**Material to process:**
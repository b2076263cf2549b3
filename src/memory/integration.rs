#[cfg(all(test, not(loom)))]
mod tests {
    use crate::memory::arena_pool::ArenaPool;
    use crate::memory::config::PoolConfig;
    use crate::memory::linear_alloc::{ALIGNMENT, LinearAlloc};
    use crate::memory::stats;
    use crate::memory::tracked_arena::Arena;
    use crate::memory::vm::{PlatformVmOps, VmOps};
    use crate::sync::Arc;
    use crate::sync::thread;
    use std::collections::BTreeSet;

    fn small_pool(name: &str, pages: usize) -> ArenaPool {
        ArenaPool::new(
            PoolConfig::default()
                .with_name(name)
                .with_mapping_size(pages * PlatformVmOps::page_size()),
        )
    }

    /// Allocate an object whose first word holds its own size.
    fn alloc_object(la: &LinearAlloc<'_>, size: usize) -> usize {
        debug_assert!(size >= 8 && size.is_multiple_of(ALIGNMENT));
        let p = la.alloc(size, ALIGNMENT);
        // Safety: Test code; p is a fresh block of `size` bytes.
        unsafe { p.as_ptr().cast::<u64>().write(size as u64) };
        p.as_ptr() as usize
    }

    /// Find every object through page roots alone, walking object headers
    /// from each page's first object to the end of that page.
    fn walk_objects(pool: &ArenaPool) -> BTreeSet<usize> {
        let page = pool.page_size();
        let mut seen = BTreeSet::new();
        let guard = pool.lock();
        guard.visit_roots(|page_begin, first| {
            let page_begin = page_begin.as_ptr() as usize;
            let page_end = page_begin + page;
            let mut obj = first.as_ptr() as usize;
            while obj < page_end {
                // Safety: Test code; obj is an object start inside a live arena.
                let size = unsafe { (obj as *const u64).read() } as usize;
                if size == 0 {
                    break;
                }
                if obj >= page_begin {
                    seen.insert(obj);
                }
                obj += size;
            }
        });
        seen
    }

    #[test]
    fn test_integration_roots_find_every_object() {
        let _guard = crate::memory::TEST_MUTEX.read().unwrap();
        let pool = small_pool("gcarena-walk", 256);
        let page = pool.page_size();
        let la = LinearAlloc::new(&pool);

        let mut expected = BTreeSet::new();
        for i in 0..300usize {
            // Mostly small objects, with some spanning several pages.
            let size = if i % 37 == 0 { 3 * page - 8 } else { 16 + (i % 11) * 8 };
            expected.insert(alloc_object(&la, size));
        }
        assert!(la.arena_count() > 1);

        assert_eq!(walk_objects(&pool), expected);
        pool.assert_consistent();
    }

    #[test]
    fn test_integration_collector_cycle() {
        let _guard = crate::memory::TEST_MUTEX.read().unwrap();
        let pool = small_pool("gcarena-cycle", 64);

        let boot = LinearAlloc::new(&pool);
        let mut boot_objects = BTreeSet::new();
        for _ in 0..20 {
            boot_objects.insert(alloc_object(&boot, 48));
        }

        // A loader that goes away before the next collection.
        {
            let transient = LinearAlloc::new(&pool);
            for _ in 0..20 {
                alloc_object(&transient, 64);
            }
            assert_eq!(walk_objects(&pool).len(), 40);
        }
        assert!(pool.are_arenas_freed());
        assert_eq!(pool.bytes_allocated(), 20 * 64);

        // Collector pass: pick up the freed state, then reset the flag.
        {
            let mut guard = pool.lock();
            assert!(guard.are_arenas_freed());
            guard.clear_arenas_freed();
        }
        assert_eq!(walk_objects(&pool), boot_objects);

        pool.transition_post_fork();
        let app = LinearAlloc::new(&pool);
        let app_object = alloc_object(&app, 32);
        {
            let guard = pool.lock();
            let arena = guard.arena_containing(app_object as *const u8).unwrap();
            assert!(!arena.is_pre_fork());
            let boot_first = *boot_objects.first().unwrap();
            let arena = guard.arena_containing(boot_first as *const u8).unwrap();
            assert!(arena.is_pre_fork());
        }

        let all = walk_objects(&pool);
        assert!(all.is_superset(&boot_objects));
        assert!(all.contains(&app_object));
        assert!(!pool.are_arenas_freed());

        drop(app);
        drop(boot);
        assert_eq!(pool.allocated_arena_count(), 0);
        pool.assert_consistent();
    }

    #[test]
    fn test_integration_thread_contention() {
        let _guard = crate::memory::TEST_MUTEX.read().unwrap();
        let pool = Arc::new(small_pool("gcarena-contention", 32));
        let num_threads = 6u8;
        let iters = 150usize;
        let barrier = Arc::new(crate::sync::barrier::Barrier::new(num_threads as usize + 1));

        let workers: Vec<_> = (0..num_threads)
            .map(|t| {
                let pool = pool.clone();
                let b = barrier.clone();
                thread::spawn(move || {
                    let la = LinearAlloc::new(&pool);
                    b.wait();

                    let mut blocks = Vec::with_capacity(iters);
                    for i in 0..iters {
                        let size = 8 << (i % 6);
                        let p = la.alloc(size, ALIGNMENT);
                        // Safety: Test code; p is a fresh block of `size` bytes.
                        unsafe { p.as_ptr().write_bytes(t, size) };
                        blocks.push((p, size));
                    }

                    for (p, size) in &blocks {
                        // Safety: Test code; the block is still owned by la.
                        let bytes = unsafe { std::slice::from_raw_parts(p.as_ptr(), *size) };
                        assert!(
                            bytes.iter().all(|&x| x == t),
                            "contention corrupted a block in thread {t}"
                        );
                        assert!(la.contains(p.as_ptr()));
                    }
                })
            })
            .collect();

        let collector = {
            let pool = pool.clone();
            let b = barrier.clone();
            thread::spawn(move || {
                b.wait();
                for _ in 0..40 {
                    let guard = pool.lock();
                    guard.visit_roots(|page_begin, first| {
                        assert!(guard.contains(page_begin.as_ptr()));
                        assert!(guard.contains(first.as_ptr()));
                    });
                    guard.for_each_allocated_arena(|arena| {
                        assert!(arena.bytes_allocated() <= arena.size());
                    });
                    drop(guard);
                    thread::yield_now();
                }
            })
        };

        for w in workers {
            w.join().unwrap();
        }
        collector.join().unwrap();

        assert_eq!(pool.allocated_arena_count(), 0);
        assert!(pool.are_arenas_freed());
        pool.assert_consistent();
    }

    #[test]
    fn test_integration_leak_check() {
        let _guard = crate::memory::TEST_MUTEX.write().unwrap();
        let baseline = stats::snapshot();

        {
            let pool = small_pool("gcarena-leak", 16);
            let la = LinearAlloc::new(&pool);
            for i in 0..100usize {
                la.alloc(8 + i * 8, ALIGNMENT);
            }
            let during = stats::snapshot();
            assert!(during.mapped_bytes > baseline.mapped_bytes);
            assert!(during.live_arenas > baseline.live_arenas);
            drop(la);

            let after_free = stats::snapshot();
            assert_eq!(after_free.live_arenas, baseline.live_arenas);
            assert_eq!(after_free.live_arena_bytes, baseline.live_arena_bytes);
            assert!(after_free.released_bytes > baseline.released_bytes);
        }

        let end = stats::snapshot();
        assert_eq!(end.mapped_bytes, baseline.mapped_bytes);
        assert_eq!(end.live_arenas, baseline.live_arenas);
    }
}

**Exercise:**
Reproduce each line of the records in which the string "transient" appears.

**Exercise response:**
            let transient = LinearAlloc::new(&pool);
                alloc_object(&transient, 64);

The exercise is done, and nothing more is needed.